Correlation between Forced Vital Capacity and Slow Vital Capacity for the assessment of respiratory involvement in Amyotrophic Lateral Sclerosis: a prospective study

Susana Pinto, Mamede de Carvalho
Amyotrophic Lateral Sclerosis and Frontotemporal Degeneration 2017, 18 (1-2): 86-91

INTRODUCTION: Slow vital capacity (SVC) and forced vital capacity (FVC) are the most frequent used tests evaluating respiratory function in amyotrophic lateral sclerosis (ALS). No previous study has determined their interchangeability.

OBJECTIVE: To evaluate SVC-FVC correlation in ALS.

METHODS: Consecutive definite/probable ALS and primary lateral sclerosis (PLS) patients (2000-2014) in whom respiratory tests were performed at baseline/4-6months later were included. All were evaluated with revised ALS functional rating scale, the ALSFRS respiratory (R-subscore) and bulbar subscores, SVC, FVC, maximal inspiratory (MIP) and expiratory (MEP) pressures. SVC-FVC correlation was analysed by Pearson product-moment correlation test. Paired t-test compared baseline/follow-up values. Multilinear regression analysis modelled the relationship between tested variables.
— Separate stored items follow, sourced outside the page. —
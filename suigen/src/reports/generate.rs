//! Generate command report data structures.

use std::path::PathBuf;

use super::output::{Output, Report};

/// Report data from binding generation.
#[derive(Debug)]
pub struct GenerateReport {
    /// Package names in generation order.
    pub packages: Vec<String>,

    /// Network the package ids came from.
    pub network: Option<String>,

    /// Generation result (files written or preview).
    pub result: GenerationResult,
}

/// Result of binding generation.
#[derive(Debug)]
pub enum GenerationResult {
    /// Files were written to disk.
    Written(WrittenResult),
    /// Dry-run preview.
    Preview(Vec<PreviewFile>),
}

/// Result when files were written to disk.
#[derive(Debug)]
pub struct WrittenResult {
    /// Output directory.
    pub output_dir: PathBuf,
    /// Written files.
    pub files: Vec<PathBuf>,
}

/// A file in preview mode.
#[derive(Debug)]
pub struct PreviewFile {
    /// File path.
    pub path: String,
    /// File content.
    pub content: String,
}

impl Report for GenerateReport {
    fn render(&self, out: &mut dyn Output) {
        match &self.result {
            GenerationResult::Written(written) => self.render_written(out, written),
            GenerationResult::Preview(files) => self.render_preview(out, files),
        }
    }
}

impl GenerateReport {
    fn render_written(&self, out: &mut dyn Output, written: &WrittenResult) {
        out.section(&format!("Packages ({})", self.packages.len()));
        for name in &self.packages {
            out.list_item(0, name);
        }
        if let Some(network) = &self.network {
            out.key_value("Network", network);
        }
        out.newline();

        out.section(&format!("Generated in {}", written.output_dir.display()));
        for file in &written.files {
            let shown = file.strip_prefix(&written.output_dir).unwrap_or(file);
            out.added_item(&shown.display().to_string());
        }
    }

    fn render_preview(&self, out: &mut dyn Output, files: &[PreviewFile]) {
        for file in files {
            out.divider(&file.path);
            out.preformatted(&file.content);
        }

        out.divider("Summary");
        out.preformatted(&format!("{} files would be generated", files.len()));
    }
}

#[cfg(test)]
mod tests {
    use super::*;
    use crate::reports::output::BufferOutput;

    #[test]
    fn test_written_lists_relative_paths() {
        let report = GenerateReport {
            packages: vec!["counter".to_string()],
            network: Some("testnet".to_string()),
            result: GenerationResult::Written(WrittenResult {
                output_dir: PathBuf::from("src/abi"),
                files: vec![
                    PathBuf::from("src/abi/counter.abi.ts"),
                    PathBuf::from("src/abi/index.ts"),
                ],
            }),
        };

        let mut out = BufferOutput::default();
        report.render(&mut out);
        assert_eq!(
            out.lines,
            [
                "Packages (1):",
                "  - counter",
                "Network: testnet",
                "",
                "Generated in src/abi:",
                "  + counter.abi.ts",
                "  + index.ts",
            ]
        );
    }

    #[test]
    fn test_preview_summary() {
        let report = GenerateReport {
            packages: vec!["counter".to_string()],
            network: None,
            result: GenerationResult::Preview(vec![PreviewFile {
                path: "index.ts".to_string(),
                content: "export {};".to_string(),
            }]),
        };

        let mut out = BufferOutput::default();
        report.render(&mut out);
        assert_eq!(out.lines.first().map(String::as_str), Some("── index.ts ──"));
        assert_eq!(
            out.lines.last().map(String::as_str),
            Some("1 files would be generated")
        );
    }
}
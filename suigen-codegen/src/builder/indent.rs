//! Indentation width for generated code.

/// Spaces per indentation level.
#[derive(Debug, Clone, Copy, PartialEq, Eq)]
pub struct Indent(pub usize);

impl Indent {
    /// Two spaces, as TypeScript and JSON are conventionally formatted.
    pub const TYPESCRIPT: Self = Self(2);

    /// Whitespace prefix for the given nesting level.
    pub fn at(&self, level: usize) -> String {
        " ".repeat(self.0 * level)
    }
}

impl Default for Indent {
    fn default() -> Self {
        Self::TYPESCRIPT
    }
}
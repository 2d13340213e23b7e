//! TypeScript type alias builder.

use suigen_codegen::{CodeBuilder, CodeFragment, Renderable};

/// Builder for TypeScript type aliases.
#[derive(Debug, Clone)]
pub struct TypeAlias {
    name: String,
    doc: Option<String>,
    ty: String,
}

impl TypeAlias {
    pub fn new(name: impl Into<String>, ty: impl Into<String>) -> Self {
        Self {
            name: name.into(),
            doc: None,
            ty: ty.into(),
        }
    }

    pub fn doc(mut self, doc: impl Into<String>) -> Self {
        self.doc = Some(doc.into());
        self
    }

    /// Build the type alias as a string.
    pub fn build(&self) -> String {
        let mut builder = CodeBuilder::typescript();
        builder.emit(self);
        builder.build()
    }
}

impl Renderable for TypeAlias {
    fn to_fragments(&self) -> Vec<CodeFragment> {
        let mut fragments = Vec::new();

        if let Some(doc) = &self.doc {
            fragments.push(CodeFragment::JsDoc(doc.clone()));
        }

        fragments.push(CodeFragment::Line(format!(
            "export type {} = {};",
            self.name, self.ty
        )));

        fragments
    }
}
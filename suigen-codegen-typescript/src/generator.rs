//! TypeScript binding generator.

use std::path::Path;

use chrono::{SecondsFormat, Utc};
use eyre::{Result, WrapErr, bail};
use indexmap::IndexMap;
use rayon::prelude::*;
use suigen_codegen::language::{GenerateResult, LanguageCodegen, PreviewFile};
use suigen_core::GeneratedFile;
use suigen_ir::Package;
use tracing::{debug, info};

use crate::{
    files::{IndexTs, PackageAbiTs},
    naming,
};

/// One package ready for rendering.
#[derive(Debug)]
struct PackageUnit {
    name: String,
    package: Package,
    /// Module map as pretty JSON, embedded verbatim as the ABI constant.
    abi_json: String,
}

impl PackageUnit {
    fn file<'a>(&'a self, generated_at: &'a str) -> PackageAbiTs<'a> {
        PackageAbiTs::new(&self.name, &self.package, &self.abi_json, generated_at)
    }
}

/// Generates `{package}.abi.ts` for every package plus an `index.ts` that
/// re-exports them all.
#[derive(Debug)]
pub struct Generator {
    units: Vec<PackageUnit>,
    generated_at: String,
}

impl LanguageCodegen for Generator {
    fn language(&self) -> &'static str {
        "typescript"
    }

    fn file_extension(&self) -> &'static str {
        "ts"
    }

    fn preview(&self) -> Vec<PreviewFile> {
        self.preview_files()
    }

    fn generate(&self, output_dir: &Path) -> Result<GenerateResult> {
        self.generate_files(output_dir)
    }
}

impl Generator {
    /// Prepare packages for generation.
    ///
    /// A package without modules is rejected. When a name repeats, the later
    /// package replaces the earlier one.
    pub fn new(packages: impl IntoIterator<Item = (String, Package)>) -> Result<Self> {
        let mut named: IndexMap<String, Package> = IndexMap::new();
        for (name, package) in packages {
            if package.is_empty() {
                bail!("package `{}` ({}) has no modules", name, package.address);
            }
            named.insert(name, package);
        }

        if named.is_empty() {
            bail!("no packages to generate");
        }

        let units = named
            .into_iter()
            .map(|(name, package)| {
                let abi_json = serde_json::to_string_pretty(&package.modules)
                    .wrap_err_with(|| format!("failed to serialize ABI of `{}`", name))?;
                Ok(PackageUnit {
                    name,
                    package,
                    abi_json,
                })
            })
            .collect::<Result<Vec<_>>>()?;

        Ok(Self {
            units,
            generated_at: Utc::now().to_rfc3339_opts(SecondsFormat::Millis, true),
        })
    }

    /// Override the timestamp written into file headers.
    pub fn generated_at(mut self, timestamp: impl Into<String>) -> Self {
        self.generated_at = timestamp.into();
        self
    }

    /// Packages in generation order.
    pub fn packages(&self) -> impl Iterator<Item = (&str, &Package)> {
        self.units
            .iter()
            .map(|unit| (unit.name.as_str(), &unit.package))
    }

    fn index(&self) -> IndexTs<'_> {
        IndexTs::new(
            self.units.iter().map(|unit| unit.name.as_str()),
            &self.generated_at,
        )
    }

    /// Preview generated files without writing to disk.
    fn preview_files(&self) -> Vec<PreviewFile> {
        let mut files: Vec<PreviewFile> = self
            .units
            .par_iter()
            .map(|unit| {
                debug!(package = %unit.name, modules = unit.package.modules.len(), "rendering bindings");
                PreviewFile {
                    path: naming::abi_file_name(&unit.name),
                    content: unit.file(&self.generated_at).render(),
                }
            })
            .collect();

        files.push(PreviewFile {
            path: "index.ts".to_string(),
            content: self.index().render(),
        });

        files
    }

    fn generate_files(&self, output_dir: &Path) -> Result<GenerateResult> {
        let mut written = self
            .units
            .par_iter()
            .map(|unit| {
                debug!(package = %unit.name, modules = unit.package.modules.len(), "rendering bindings");
                let file = unit.file(&self.generated_at);
                let path = file.path(output_dir);
                file.write(output_dir)
                    .wrap_err_with(|| format!("failed to write {}", path.display()))?;
                info!(path = %path.display(), "wrote bindings");
                Ok(path)
            })
            .collect::<Result<Vec<_>>>()?;

        let index = self.index();
        let path = index.path(output_dir);
        index
            .write(output_dir)
            .wrap_err_with(|| format!("failed to write {}", path.display()))?;
        info!(path = %path.display(), "wrote index");
        written.push(path);

        Ok(GenerateResult { written })
    }
}

#[cfg(test)]
mod tests {
    use suigen_ir::{Function, Module};

    use super::*;

    fn package(address: &str, module: &str) -> Package {
        Package::new(address, Default::default())
            .with_module(Module::new(module).with_function("run", Function::new()))
    }

    #[test]
    fn test_rejects_empty_package() {
        let err = Generator::new([("empty".to_string(), Package::new("0x1", Default::default()))])
            .unwrap_err();
        assert!(err.to_string().contains("`empty`"));
    }

    #[test]
    fn test_rejects_no_packages() {
        assert!(Generator::new(Vec::<(String, Package)>::new()).is_err());
    }

    #[test]
    fn test_duplicate_names_last_wins() {
        let generator = Generator::new([
            ("a".to_string(), package("0x1", "first")),
            ("b".to_string(), package("0x2", "other")),
            ("a".to_string(), package("0x3", "second")),
        ])
        .unwrap();

        let packages: Vec<(&str, &str)> = generator
            .packages()
            .map(|(name, package)| (name, package.address.as_str()))
            .collect();
        assert_eq!(packages, [("a", "0x3"), ("b", "0x2")]);
    }

    #[test]
    fn test_preview_lists_packages_then_index() {
        let generator = Generator::new([
            ("b".to_string(), package("0x1", "m")),
            ("a".to_string(), package("0x2", "m")),
        ])
        .unwrap()
        .generated_at("fixed");

        let paths: Vec<String> = generator.preview().into_iter().map(|f| f.path).collect();
        assert_eq!(paths, ["b.abi.ts", "a.abi.ts", "index.ts"]);
        assert_eq!(generator.language(), "typescript");
        assert_eq!(generator.file_extension(), "ts");
    }

    #[test]
    fn test_package_file_borrows_unit_and_timestamp() {
        let generator = Generator::new([("pkg".to_string(), package("0x1", "m"))])
            .unwrap()
            .generated_at("2024-01-01T00:00:00.000Z");

        let files = generator.preview();
        assert_eq!(files[0].path, "pkg.abi.ts");
        assert!(files[0].content.contains(" * Generated at: 2024-01-01T00:00:00.000Z\n"));
        assert!(files[0].content.contains("export const pkgPackage = {"));
    }

    #[test]
    fn test_default_timestamp_is_utc_millis() {
        let generator = Generator::new([("a".to_string(), package("0x1", "m"))]).unwrap();
        assert!(generator.generated_at.ends_with('Z'));
        assert_eq!(generator.generated_at.len(), "2024-01-01T00:00:00.000Z".len());
    }
}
RESULTS: We included 592 ALS (332 men, mean onset age 62.6 ± 11.8 years, mean disease duration 15.4 ± 15 months) and 19 PLS (11 men, median age 54 years, median disease duration 5.5 years) patients. SVC and FVC predicted values decreased 2.15%/month and 2.08%/month, respectively. FVC and SVC were strongly correlated. Both were strongly correlated with MIP and MEP and moderately correlated with R-subscore for the all population and spinal-onset patients, but weakly correlated for bulbar-onset patients.

CONCLUSIONS: FVC and SVC were strongly correlated and declined similarly. This correlation was preserved in bulbar-onset ALS and in spastic PLS patients.